Marta Możejko i Sławomir Graczyk od lat działają na rzecz oławskiego hospicjum i motywują uczniów szkół z naszego powiatu do czynienia dobra na rzecz chorych i cierpiących. Jak co roku to oni otworzyli kolejną edycję oławskich Pól Nadziei, a z racji jubileuszu przypomnieli, od czego się zaczęło i jak to wyglądało dotychczas.
Zaczęli od wspomnienia o Joannie Drażbie, młodej dziewczynie, która w latach 90. zachorowała na nowotwór kręgosłupa. Zmarła kilka lat później pozostawiając po sobie m.in. tomik wierszy "Za parawanem powiek", W tym te, w którym dziękuje profesorowi Jackowi Łuczakowi za to, że był przy niej podczas choroby, w czasie, gdy opieka paliatywna nie była jeszcze rozwinięta tak jak teraz.
- Nie jest Bogiem, nie jest królem, jest człowiekiem. Człowiek zawsze jest przy osobie chorej. To człowiek towarzyszy osobie cierpiącej - pisała o założycielu Polskiego Towarzystwa Opieki Paliatywnej.
- W tym roku działamy pod hasłem "15 lat razem dla nadziei" i tym hasłem otwieramy wielką radosną akcję, która dzieje się na całym świecie, także w Oławie i jej okolicach. Dziękujemy, że z nami jesteście - powiedziała Marta Możejko witając przybyłych na jubileuszowe spotkanie .Wśród nich pełną salę uczniów - reprezentacji praktycznie wszystkich szkół naszego powiatu oraz ich opiekunów, a także zaproszonych gości, przedstawicieli instytucji i organizacji, którzy od lat angażują się w akcję - w tym władz miasta, lekarza hospicjum domowego w Oławie Adama Dziadurę, twórcę oławskich Pól Nadziei, oraz ks. Dariusza Amrogowicza - dyrektor Caritas Archidiecezji Wrocławskiej, głównego gospodarza akcji.

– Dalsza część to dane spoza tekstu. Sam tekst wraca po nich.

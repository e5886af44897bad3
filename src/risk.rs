//! Risk scoring: tool → risk class, (class, taint) → numeric score.

use serde::{Deserialize, Serialize};

use crate::tools::ToolName;
use crate::types::Taint;

/// Closed risk classification of a tool.
#[derive(Debug, Clone, Copy, PartialEq, Eq, Serialize, Deserialize)]
#[serde(rename_all = "snake_case")]
pub enum RiskClass {
    /// Read-only retrieval tools.
    Read,
    /// Outbound network access.
    Network,
    /// State-changing actions.
    Action,
    /// Anything outside the closed tool set.
    Unknown,
}

impl RiskClass {
    /// Map a registered tool to its risk class.
    pub fn of(tool: ToolName) -> RiskClass {
        match tool {
            ToolName::HttpGet => RiskClass::Network,
            ToolName::CreateTicket => RiskClass::Action,
            ToolName::SearchDocs | ToolName::ReadDoc | ToolName::DbQueryReadonly => RiskClass::Read,
        }
    }

    /// Base score contribution of the class.
    pub fn base_score(self) -> f64 {
        match self {
            RiskClass::Read => 0.2,
            RiskClass::Network => 0.8,
            RiskClass::Action => 0.9,
            RiskClass::Unknown => 1.0,
        }
    }

    /// Network and action classes are high risk.
    pub fn is_high_risk(self) -> bool {
        matches!(self, RiskClass::Network | RiskClass::Action)
    }

    /// Stable string form used in policy input documents.
    pub fn as_str(self) -> &'static str {
        match self {
            RiskClass::Read => "read",
            RiskClass::Network => "network",
            RiskClass::Action => "action",
            RiskClass::Unknown => "unknown",
        }
    }
}

/// Numeric risk score: class base plus taint surcharges, clamped to 1.0.
///
/// Surcharges: +0.05 `from_user`, +0.10 `from_retrieved`,
/// +0.20 `contains_canary`.
pub fn risk_score(class: RiskClass, taint: &Taint) -> f64 {
    let mut score = class.base_score();
    if taint.from_user {
        score += 0.05;
    }
    if taint.from_retrieved {
        score += 0.10;
    }
    if taint.contains_canary {
        score += 0.20;
    }
    score.min(1.0)
}
//! In-memory metrics: decision and tool-call counters plus a fixed-bucket
//! latency histogram, with Prometheus text exposition.
//!
//! All mutation happens under a single short-held mutex; the scrape path
//! renders from a snapshot taken under the same lock.

use std::collections::BTreeMap;
use std::fmt::Write as _;
use std::sync::Mutex;

/// Fixed latency bucket edges in milliseconds; observations above the last
/// edge land in `+Inf`.
pub const LATENCY_BUCKET_EDGES_MS: [f64; 10] =
    [5.0, 10.0, 25.0, 50.0, 100.0, 250.0, 500.0, 1000.0, 2500.0, 5000.0];

#[derive(Default)]
struct MetricsInner {
    decisions: BTreeMap<String, u64>,
    tool_calls: BTreeMap<String, u64>,
    latency_buckets: BTreeMap<(String, String), u64>,
}

/// Process-wide metrics collector. The only legitimate long-lived shared
/// singleton in the gateway; share it with `Arc`.
#[derive(Default)]
pub struct MetricsCollector {
    inner: Mutex<MetricsInner>,
}

impl MetricsCollector {
    /// Create an empty collector.
    pub fn new() -> Self {
        Self::default()
    }

    /// Count one decision outcome (`allowed` / `denied` / `approval_required`).
    pub fn record_decision(&self, decision: &str) {
        if let Ok(mut inner) = self.inner.lock() {
            let counter = inner.decisions.entry(decision.to_owned()).or_insert(0);
            *counter = counter.saturating_add(1);
        }
    }

    /// Count one call for a tool.
    pub fn record_tool_call(&self, tool: &str) {
        if let Ok(mut inner) = self.inner.lock() {
            let counter = inner.tool_calls.entry(tool.to_owned()).or_insert(0);
            *counter = counter.saturating_add(1);
        }
    }

    /// Record one latency observation for a tool.
    pub fn observe_latency(&self, tool: &str, latency_ms: f64) {
        let bucket = Self::bucket_for(latency_ms);
        if let Ok(mut inner) = self.inner.lock() {
            let counter = inner
                .latency_buckets
                .entry((tool.to_owned(), bucket))
                .or_insert(0);
            *counter = counter.saturating_add(1);
        }
    }

    fn bucket_for(latency_ms: f64) -> String {
        for edge in LATENCY_BUCKET_EDGES_MS {
            if latency_ms <= edge {
                // Edges are integral; render without a fractional part.
                return format!("{edge:.0}");
            }
        }
        "+Inf".to_owned()
    }

    /// Render the three metric families in Prometheus text exposition format.
    pub fn render_prometheus(&self) -> String {
        let Ok(inner) = self.inner.lock() else {
            return String::new();
        };

        let mut out = String::new();
        out.push_str("# TYPE tool_gateway_decisions_total counter\n");
        for (decision, value) in &inner.decisions {
            let _ = writeln!(out, "tool_gateway_decisions_total{{decision=\"{decision}\"}} {value}");
        }

        out.push_str("# TYPE tool_gateway_tool_calls_total counter\n");
        for (tool, value) in &inner.tool_calls {
            let _ = writeln!(out, "tool_gateway_tool_calls_total{{tool=\"{tool}\"}} {value}");
        }

        out.push_str("# TYPE tool_gateway_latency_ms_bucket counter\n");
        for ((tool, bucket), value) in &inner.latency_buckets {
            let _ = writeln!(
                out,
                "tool_gateway_latency_ms_bucket{{tool=\"{tool}\",le=\"{bucket}\"}} {value}"
            );
        }

        out
    }
}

- Wspomniano, że dzięki pracy wielu osób są dzisiaj wokół nas piękne żonkile i to prawda, ale najpiękniejsze żonkile zasiadają na tej sali - stwierdził ks. Amrogowicz zwracając się do uczestników spotkania, a głównie uczniów i wolontariuszy. - Żonkile pełne radości, uśmiechu, oczami pełnymi dobra i ciepła, które chcą przekazać tym wszystkim, którzy doświadczają cierpienia. Gratuluje wam, że nie boicie się rozmawiać o cierpieniu, chorobie, śmierci, o tym, co wpisane jest w nasze ludzkie życie. Że potraficie stawić czoła zagadnieniom, umiecie się z nimi zmierzyć i pokazać, że wartość dobra jest bardzo ważna dla tych, którzy doświadczają trudnych chwil w swoim życiu. Dziękujemy wam, że jesteście. Waszym wychowawcom, pedagogom i tym, którzy was tu gromadzą, motywują i zachęcają do udziału w różnego rodzaju działaniach związanych z tą akcją. Dziękujemy też wszystkim tym, którzy przez te 15 lat pomogli stworzyć tak piękne wydarzenie.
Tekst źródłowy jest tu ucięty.